◆ How to complete this task: Please repeat, from the entries that follow, the lines from the one containing "assert!(request_failed.is_transport());" through the one containing "pub struct RuntimeConfig" exactly, adding nothing.

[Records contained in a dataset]
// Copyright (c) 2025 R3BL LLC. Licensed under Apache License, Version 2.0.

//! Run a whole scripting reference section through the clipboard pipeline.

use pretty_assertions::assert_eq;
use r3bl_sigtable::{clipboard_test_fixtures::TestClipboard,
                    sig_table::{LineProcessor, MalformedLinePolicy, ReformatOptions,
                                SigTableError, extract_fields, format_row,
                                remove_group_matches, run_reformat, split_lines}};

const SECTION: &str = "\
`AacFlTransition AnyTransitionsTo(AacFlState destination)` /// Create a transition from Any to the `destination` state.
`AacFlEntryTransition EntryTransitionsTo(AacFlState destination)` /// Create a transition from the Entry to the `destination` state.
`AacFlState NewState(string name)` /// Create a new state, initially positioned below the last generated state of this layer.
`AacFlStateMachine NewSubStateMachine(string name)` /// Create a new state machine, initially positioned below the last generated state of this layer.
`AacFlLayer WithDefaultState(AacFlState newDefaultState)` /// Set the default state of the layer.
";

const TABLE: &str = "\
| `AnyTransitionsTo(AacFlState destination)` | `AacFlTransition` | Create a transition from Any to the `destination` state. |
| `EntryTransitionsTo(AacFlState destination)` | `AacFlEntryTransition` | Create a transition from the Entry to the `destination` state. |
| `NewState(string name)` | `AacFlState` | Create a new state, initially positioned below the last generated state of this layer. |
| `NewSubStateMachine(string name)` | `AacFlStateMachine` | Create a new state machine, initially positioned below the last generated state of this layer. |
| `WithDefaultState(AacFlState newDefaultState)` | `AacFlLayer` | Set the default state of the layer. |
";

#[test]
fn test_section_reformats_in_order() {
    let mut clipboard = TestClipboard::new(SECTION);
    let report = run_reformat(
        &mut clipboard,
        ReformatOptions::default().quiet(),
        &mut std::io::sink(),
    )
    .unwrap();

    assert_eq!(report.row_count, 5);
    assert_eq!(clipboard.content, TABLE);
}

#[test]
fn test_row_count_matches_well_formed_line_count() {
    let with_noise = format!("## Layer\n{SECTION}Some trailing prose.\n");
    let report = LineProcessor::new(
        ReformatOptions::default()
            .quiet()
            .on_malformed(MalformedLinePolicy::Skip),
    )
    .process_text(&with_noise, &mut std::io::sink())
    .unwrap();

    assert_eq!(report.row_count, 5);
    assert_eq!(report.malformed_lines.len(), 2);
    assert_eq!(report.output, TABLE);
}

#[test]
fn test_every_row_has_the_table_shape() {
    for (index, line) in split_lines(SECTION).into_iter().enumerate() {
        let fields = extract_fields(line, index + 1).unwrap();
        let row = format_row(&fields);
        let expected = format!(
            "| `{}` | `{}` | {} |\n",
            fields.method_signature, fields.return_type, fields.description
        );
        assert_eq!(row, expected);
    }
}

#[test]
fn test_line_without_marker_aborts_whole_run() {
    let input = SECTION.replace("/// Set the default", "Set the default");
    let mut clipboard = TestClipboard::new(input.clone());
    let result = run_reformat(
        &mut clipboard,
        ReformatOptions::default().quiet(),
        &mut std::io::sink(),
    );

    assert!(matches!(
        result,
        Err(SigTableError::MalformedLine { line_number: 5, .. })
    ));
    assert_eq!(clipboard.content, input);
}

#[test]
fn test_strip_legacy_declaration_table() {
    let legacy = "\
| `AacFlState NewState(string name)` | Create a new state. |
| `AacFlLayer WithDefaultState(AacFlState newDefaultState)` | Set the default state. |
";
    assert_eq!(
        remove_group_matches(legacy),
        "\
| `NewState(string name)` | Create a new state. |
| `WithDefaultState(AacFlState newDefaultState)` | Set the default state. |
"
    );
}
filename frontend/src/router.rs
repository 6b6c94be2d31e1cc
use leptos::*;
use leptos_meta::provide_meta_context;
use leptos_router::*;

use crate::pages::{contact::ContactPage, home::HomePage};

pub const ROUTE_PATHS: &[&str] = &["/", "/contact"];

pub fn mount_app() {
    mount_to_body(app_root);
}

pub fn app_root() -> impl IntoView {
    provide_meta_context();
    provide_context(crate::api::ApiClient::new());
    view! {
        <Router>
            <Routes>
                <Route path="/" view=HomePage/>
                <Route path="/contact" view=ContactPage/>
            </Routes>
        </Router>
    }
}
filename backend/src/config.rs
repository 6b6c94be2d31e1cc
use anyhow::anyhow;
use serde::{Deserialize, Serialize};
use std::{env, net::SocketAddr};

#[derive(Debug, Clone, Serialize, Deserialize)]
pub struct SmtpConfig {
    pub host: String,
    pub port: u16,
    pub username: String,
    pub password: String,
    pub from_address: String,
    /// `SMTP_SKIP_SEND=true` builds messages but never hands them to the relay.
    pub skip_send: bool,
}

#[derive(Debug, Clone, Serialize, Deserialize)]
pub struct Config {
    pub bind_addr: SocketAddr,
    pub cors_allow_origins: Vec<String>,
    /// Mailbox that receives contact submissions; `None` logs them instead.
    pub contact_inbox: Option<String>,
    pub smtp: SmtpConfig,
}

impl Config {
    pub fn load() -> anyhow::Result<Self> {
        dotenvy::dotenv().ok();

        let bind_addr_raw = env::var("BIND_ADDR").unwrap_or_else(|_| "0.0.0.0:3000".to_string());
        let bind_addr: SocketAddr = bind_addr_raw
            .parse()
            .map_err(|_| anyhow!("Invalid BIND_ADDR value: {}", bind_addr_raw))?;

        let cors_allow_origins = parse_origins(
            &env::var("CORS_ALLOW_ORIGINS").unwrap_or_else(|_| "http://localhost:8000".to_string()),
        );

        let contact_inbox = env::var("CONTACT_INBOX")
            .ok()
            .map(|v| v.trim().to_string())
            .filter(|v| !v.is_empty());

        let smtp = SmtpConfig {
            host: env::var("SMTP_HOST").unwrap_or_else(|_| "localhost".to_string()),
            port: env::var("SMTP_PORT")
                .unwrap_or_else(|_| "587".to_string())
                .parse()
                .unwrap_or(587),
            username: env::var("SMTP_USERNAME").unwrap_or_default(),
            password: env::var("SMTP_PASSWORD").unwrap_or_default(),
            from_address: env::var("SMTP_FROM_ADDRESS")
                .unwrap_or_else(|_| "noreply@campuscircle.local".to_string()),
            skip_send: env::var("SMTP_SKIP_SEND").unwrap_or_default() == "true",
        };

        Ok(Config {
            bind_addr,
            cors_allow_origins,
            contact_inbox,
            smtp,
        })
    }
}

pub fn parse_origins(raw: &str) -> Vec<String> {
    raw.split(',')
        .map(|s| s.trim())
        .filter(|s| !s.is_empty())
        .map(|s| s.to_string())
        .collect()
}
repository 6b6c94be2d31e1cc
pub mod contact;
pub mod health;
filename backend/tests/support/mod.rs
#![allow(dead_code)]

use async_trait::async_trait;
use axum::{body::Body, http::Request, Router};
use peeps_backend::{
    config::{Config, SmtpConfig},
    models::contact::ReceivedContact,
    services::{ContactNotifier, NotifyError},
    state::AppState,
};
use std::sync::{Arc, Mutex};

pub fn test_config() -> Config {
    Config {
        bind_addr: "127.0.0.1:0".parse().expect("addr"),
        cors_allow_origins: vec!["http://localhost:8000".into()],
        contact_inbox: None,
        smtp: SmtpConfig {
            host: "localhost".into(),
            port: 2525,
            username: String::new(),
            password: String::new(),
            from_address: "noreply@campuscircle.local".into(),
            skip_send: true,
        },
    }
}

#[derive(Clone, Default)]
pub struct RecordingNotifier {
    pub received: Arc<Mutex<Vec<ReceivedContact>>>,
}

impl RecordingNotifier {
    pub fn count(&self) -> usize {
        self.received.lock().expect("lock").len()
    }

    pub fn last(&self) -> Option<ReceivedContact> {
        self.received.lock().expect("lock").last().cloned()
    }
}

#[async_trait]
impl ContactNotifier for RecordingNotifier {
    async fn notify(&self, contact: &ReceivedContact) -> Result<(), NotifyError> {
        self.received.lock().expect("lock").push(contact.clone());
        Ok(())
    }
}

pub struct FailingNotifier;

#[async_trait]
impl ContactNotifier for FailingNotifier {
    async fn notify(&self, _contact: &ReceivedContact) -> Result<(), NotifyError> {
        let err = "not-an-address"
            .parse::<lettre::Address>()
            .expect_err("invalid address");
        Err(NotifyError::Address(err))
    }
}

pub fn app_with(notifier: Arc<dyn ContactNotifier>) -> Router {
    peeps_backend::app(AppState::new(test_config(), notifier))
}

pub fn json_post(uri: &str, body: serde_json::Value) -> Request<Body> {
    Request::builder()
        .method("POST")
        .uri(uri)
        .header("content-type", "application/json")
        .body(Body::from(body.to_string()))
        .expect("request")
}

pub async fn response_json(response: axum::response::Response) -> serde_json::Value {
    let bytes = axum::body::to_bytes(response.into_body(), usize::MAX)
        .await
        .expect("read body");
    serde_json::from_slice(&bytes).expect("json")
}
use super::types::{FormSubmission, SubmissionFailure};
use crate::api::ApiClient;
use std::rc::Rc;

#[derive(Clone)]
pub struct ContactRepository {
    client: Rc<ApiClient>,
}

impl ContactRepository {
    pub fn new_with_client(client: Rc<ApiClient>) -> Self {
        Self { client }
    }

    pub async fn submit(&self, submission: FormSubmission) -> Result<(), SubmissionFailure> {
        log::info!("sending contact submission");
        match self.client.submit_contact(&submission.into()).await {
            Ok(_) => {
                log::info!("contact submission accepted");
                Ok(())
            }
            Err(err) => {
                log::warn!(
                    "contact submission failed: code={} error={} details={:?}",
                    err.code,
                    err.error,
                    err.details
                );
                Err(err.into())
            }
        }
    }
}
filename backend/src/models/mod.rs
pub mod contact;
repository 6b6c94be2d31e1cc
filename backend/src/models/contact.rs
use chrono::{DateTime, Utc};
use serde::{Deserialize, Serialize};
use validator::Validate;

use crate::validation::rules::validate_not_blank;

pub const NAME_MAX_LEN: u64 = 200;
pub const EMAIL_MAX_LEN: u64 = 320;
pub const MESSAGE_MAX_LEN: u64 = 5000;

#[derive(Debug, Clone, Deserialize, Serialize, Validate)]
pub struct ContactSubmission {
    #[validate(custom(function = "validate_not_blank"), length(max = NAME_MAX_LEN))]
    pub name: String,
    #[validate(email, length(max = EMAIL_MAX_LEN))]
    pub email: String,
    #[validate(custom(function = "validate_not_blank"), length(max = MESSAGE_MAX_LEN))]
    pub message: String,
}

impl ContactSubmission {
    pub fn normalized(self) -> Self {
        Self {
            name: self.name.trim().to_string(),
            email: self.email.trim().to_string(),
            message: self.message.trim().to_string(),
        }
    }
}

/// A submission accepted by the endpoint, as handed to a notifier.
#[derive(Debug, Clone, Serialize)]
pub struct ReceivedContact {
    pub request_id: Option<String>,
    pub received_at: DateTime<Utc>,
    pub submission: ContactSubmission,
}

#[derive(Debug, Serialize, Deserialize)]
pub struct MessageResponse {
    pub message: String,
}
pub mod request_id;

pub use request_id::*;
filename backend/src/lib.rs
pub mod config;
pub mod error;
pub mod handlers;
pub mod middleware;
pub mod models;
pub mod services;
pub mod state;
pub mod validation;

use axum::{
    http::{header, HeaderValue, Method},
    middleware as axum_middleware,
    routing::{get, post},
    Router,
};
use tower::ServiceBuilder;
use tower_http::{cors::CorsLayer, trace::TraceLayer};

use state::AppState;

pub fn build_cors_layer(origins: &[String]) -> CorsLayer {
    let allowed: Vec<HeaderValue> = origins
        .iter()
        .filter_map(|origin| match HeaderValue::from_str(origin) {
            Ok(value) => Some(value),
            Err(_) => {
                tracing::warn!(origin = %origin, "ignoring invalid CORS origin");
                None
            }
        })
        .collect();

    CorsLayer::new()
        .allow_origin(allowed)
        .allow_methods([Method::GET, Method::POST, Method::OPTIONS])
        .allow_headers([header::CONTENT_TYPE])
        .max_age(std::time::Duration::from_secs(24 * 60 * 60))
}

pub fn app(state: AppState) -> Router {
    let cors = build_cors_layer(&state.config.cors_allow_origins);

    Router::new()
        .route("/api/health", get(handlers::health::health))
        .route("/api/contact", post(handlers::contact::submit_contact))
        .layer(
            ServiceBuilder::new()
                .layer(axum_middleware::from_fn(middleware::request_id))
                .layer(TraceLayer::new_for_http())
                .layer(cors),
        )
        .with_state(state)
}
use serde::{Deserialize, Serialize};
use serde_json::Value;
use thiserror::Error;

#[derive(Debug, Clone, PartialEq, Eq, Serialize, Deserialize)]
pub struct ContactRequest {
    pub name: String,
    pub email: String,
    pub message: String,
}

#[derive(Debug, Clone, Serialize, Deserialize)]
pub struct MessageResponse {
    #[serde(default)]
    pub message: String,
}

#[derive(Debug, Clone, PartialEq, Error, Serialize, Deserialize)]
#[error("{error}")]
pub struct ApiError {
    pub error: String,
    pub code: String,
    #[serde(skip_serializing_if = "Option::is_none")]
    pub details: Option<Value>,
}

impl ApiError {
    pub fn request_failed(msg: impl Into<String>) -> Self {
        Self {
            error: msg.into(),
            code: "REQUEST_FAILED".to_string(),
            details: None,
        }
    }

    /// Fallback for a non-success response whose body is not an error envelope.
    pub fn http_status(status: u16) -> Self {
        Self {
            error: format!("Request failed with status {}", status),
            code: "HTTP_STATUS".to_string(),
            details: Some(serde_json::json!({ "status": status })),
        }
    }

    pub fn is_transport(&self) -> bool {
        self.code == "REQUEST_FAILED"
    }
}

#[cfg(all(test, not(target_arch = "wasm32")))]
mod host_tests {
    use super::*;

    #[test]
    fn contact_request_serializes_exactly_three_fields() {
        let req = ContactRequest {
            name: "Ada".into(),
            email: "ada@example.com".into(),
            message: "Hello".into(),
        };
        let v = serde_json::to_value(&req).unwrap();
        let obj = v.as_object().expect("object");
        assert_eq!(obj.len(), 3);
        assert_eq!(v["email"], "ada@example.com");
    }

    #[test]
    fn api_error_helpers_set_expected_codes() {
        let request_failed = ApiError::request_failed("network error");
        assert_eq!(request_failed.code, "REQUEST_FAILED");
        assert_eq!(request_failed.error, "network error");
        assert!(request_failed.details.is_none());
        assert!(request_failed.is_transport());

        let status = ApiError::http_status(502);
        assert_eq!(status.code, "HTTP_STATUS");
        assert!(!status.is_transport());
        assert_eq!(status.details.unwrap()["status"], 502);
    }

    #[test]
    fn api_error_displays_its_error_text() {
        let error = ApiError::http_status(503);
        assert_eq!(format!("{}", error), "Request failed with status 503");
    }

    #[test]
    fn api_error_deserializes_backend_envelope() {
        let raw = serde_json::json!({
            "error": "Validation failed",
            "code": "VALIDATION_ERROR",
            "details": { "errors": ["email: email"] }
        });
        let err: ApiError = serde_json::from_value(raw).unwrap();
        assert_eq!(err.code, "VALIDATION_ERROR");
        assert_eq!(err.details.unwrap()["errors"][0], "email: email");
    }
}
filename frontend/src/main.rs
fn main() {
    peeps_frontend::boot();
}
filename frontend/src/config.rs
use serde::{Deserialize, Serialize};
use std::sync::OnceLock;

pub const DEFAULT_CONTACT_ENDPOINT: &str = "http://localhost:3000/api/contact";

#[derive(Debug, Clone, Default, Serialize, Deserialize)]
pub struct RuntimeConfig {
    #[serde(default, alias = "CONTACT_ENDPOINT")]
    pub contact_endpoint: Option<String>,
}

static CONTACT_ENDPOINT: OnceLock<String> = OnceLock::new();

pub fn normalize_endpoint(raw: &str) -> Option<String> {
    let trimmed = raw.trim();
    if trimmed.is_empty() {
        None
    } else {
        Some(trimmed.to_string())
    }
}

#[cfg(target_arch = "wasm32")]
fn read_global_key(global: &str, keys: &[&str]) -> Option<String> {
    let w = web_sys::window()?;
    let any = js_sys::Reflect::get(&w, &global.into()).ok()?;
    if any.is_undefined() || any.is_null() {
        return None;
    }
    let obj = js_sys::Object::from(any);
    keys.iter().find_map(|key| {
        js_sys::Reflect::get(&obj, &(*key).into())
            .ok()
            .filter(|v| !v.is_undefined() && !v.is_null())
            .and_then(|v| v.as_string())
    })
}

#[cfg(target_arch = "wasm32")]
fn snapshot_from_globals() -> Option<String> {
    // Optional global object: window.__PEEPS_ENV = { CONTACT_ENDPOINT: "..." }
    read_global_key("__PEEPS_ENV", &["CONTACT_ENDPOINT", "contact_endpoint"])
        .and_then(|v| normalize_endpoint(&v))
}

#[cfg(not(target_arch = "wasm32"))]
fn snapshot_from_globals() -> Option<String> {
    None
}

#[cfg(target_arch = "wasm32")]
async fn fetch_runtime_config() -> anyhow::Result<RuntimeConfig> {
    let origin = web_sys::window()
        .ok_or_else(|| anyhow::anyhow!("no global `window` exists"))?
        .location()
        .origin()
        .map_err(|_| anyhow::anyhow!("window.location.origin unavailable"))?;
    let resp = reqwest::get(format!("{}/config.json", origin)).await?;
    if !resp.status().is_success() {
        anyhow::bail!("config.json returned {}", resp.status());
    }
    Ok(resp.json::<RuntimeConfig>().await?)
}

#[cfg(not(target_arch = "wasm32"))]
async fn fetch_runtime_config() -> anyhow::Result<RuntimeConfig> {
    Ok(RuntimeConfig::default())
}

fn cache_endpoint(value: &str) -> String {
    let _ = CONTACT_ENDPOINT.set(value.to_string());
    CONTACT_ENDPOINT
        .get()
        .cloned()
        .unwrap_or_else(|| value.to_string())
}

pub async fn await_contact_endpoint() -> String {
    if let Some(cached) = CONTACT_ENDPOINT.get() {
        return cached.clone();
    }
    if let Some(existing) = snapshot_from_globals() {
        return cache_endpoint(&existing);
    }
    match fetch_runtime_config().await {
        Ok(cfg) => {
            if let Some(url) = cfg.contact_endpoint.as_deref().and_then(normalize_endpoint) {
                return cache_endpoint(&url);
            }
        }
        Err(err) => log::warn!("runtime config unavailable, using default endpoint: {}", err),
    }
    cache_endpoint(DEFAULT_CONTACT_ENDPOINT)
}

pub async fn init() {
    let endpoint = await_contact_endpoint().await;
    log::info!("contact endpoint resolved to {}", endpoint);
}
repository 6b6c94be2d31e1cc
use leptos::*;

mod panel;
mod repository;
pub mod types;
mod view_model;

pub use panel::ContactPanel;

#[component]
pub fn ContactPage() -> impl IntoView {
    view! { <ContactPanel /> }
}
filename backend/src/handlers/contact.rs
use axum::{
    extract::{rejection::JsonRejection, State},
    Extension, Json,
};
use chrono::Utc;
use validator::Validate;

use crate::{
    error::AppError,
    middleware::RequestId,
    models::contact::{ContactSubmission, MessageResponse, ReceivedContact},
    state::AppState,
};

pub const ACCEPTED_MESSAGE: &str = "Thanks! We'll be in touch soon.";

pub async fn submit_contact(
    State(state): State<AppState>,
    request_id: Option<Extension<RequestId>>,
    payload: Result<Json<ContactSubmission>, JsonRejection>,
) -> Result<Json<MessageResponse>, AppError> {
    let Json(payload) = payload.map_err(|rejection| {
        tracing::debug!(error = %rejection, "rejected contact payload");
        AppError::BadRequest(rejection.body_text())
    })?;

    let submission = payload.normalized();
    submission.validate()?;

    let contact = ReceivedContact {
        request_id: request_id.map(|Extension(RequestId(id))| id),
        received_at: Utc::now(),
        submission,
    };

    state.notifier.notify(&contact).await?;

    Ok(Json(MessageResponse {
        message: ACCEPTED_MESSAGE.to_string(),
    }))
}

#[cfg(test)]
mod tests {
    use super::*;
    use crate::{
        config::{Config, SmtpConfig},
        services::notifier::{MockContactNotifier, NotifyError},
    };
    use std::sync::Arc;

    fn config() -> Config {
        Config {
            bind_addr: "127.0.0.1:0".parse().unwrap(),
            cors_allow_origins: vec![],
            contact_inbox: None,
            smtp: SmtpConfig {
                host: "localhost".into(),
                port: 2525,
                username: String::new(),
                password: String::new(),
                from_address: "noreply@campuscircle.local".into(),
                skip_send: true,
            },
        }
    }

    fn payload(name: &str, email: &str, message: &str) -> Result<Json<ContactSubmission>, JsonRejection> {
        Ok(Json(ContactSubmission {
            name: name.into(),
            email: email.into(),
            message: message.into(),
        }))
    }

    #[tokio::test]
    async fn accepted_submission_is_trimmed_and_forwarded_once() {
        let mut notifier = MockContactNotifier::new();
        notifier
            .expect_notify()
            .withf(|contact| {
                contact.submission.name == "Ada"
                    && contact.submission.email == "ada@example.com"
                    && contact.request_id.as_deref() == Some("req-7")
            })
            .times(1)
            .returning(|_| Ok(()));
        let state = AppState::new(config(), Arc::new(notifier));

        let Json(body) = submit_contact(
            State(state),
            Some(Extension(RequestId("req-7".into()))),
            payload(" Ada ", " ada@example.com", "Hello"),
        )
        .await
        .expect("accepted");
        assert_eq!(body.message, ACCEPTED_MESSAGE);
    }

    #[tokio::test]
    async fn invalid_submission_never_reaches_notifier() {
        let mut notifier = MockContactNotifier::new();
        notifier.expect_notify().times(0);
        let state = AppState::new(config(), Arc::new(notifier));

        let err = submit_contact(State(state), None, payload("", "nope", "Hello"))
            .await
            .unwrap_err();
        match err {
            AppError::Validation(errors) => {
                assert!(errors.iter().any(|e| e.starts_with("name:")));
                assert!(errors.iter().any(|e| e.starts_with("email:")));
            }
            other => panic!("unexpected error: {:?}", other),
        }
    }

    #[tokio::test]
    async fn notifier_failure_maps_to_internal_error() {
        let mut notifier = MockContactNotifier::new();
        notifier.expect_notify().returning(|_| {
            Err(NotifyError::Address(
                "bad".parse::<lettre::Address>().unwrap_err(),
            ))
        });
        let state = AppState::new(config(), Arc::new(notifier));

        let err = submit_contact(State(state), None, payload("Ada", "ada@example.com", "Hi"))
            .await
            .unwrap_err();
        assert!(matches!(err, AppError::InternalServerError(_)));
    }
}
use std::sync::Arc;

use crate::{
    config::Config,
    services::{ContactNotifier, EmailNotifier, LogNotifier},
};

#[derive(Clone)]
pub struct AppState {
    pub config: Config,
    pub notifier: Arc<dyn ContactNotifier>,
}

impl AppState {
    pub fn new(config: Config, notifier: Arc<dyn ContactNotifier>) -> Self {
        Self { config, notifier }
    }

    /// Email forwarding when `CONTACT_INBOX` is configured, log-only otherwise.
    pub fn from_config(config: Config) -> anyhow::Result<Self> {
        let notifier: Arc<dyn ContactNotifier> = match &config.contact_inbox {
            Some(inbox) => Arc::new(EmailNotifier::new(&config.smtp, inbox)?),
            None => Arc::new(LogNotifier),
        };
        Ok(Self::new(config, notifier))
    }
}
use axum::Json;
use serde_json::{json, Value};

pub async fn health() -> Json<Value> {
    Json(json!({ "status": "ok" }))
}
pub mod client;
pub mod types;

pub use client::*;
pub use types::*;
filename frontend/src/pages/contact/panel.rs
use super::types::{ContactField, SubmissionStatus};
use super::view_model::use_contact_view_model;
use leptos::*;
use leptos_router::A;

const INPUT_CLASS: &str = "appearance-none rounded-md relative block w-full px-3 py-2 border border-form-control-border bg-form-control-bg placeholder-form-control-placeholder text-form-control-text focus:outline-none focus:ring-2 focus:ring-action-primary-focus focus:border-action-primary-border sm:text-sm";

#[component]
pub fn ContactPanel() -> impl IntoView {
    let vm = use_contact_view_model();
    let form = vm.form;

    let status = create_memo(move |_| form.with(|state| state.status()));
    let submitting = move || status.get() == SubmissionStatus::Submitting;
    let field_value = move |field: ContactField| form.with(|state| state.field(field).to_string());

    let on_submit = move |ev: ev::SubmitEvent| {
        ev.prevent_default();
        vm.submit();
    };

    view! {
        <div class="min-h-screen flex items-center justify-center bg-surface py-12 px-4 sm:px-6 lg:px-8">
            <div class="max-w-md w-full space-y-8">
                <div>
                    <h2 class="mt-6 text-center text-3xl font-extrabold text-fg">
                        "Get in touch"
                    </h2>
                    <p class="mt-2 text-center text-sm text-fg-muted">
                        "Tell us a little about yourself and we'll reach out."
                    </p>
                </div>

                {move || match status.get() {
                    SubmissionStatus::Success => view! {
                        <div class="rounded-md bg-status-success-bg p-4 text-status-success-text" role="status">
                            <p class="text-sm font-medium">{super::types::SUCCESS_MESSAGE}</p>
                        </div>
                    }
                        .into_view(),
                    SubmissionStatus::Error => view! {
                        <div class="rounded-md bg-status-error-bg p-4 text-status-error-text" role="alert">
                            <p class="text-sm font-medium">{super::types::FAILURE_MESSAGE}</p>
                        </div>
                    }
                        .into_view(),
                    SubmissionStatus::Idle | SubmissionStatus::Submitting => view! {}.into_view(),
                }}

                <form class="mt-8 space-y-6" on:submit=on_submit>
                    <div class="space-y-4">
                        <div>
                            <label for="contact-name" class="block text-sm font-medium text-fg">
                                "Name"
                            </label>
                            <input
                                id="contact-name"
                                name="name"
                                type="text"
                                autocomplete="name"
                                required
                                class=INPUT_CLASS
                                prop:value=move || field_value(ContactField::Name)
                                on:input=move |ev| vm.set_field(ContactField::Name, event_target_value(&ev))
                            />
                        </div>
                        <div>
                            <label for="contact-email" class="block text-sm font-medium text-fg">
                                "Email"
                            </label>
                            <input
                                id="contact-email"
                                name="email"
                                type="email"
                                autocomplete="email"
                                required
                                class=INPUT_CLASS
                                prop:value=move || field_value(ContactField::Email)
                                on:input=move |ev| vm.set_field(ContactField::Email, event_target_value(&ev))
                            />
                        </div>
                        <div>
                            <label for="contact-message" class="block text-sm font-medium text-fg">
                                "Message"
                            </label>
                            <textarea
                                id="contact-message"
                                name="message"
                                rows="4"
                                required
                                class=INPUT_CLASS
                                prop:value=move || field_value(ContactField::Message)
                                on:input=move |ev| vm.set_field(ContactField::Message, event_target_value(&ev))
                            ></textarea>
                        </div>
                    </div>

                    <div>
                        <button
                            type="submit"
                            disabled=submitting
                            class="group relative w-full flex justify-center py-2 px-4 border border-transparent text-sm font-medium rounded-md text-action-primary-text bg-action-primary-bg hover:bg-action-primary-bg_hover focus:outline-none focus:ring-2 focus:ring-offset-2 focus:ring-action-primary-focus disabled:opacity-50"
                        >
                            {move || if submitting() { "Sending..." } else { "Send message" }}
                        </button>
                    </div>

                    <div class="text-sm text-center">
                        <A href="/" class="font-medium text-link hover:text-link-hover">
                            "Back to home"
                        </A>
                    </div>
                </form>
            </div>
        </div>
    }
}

◆ Answer space:
        assert!(request_failed.is_transport());

        let status = ApiError::http_status(502);
        assert_eq!(status.code, "HTTP_STATUS");
        assert!(!status.is_transport());
        assert_eq!(status.details.unwrap()["status"], 502);
    }

    #[test]
    fn api_error_displays_its_error_text() {
        let error = ApiError::http_status(503);
        assert_eq!(format!("{}", error), "Request failed with status 503");
    }

    #[test]
    fn api_error_deserializes_backend_envelope() {
        let raw = serde_json::json!({
            "error": "Validation failed",
            "code": "VALIDATION_ERROR",
            "details": { "errors": ["email: email"] }
        });
        let err: ApiError = serde_json::from_value(raw).unwrap();
        assert_eq!(err.code, "VALIDATION_ERROR");
        assert_eq!(err.details.unwrap()["errors"][0], "email: email");
    }
}
filename frontend/src/main.rs
fn main() {
    peeps_frontend::boot();
}
filename frontend/src/config.rs
use serde::{Deserialize, Serialize};
use std::sync::OnceLock;

pub const DEFAULT_CONTACT_ENDPOINT: &str = "http://localhost:3000/api/contact";

#[derive(Debug, Clone, Default, Serialize, Deserialize)]
pub struct RuntimeConfig {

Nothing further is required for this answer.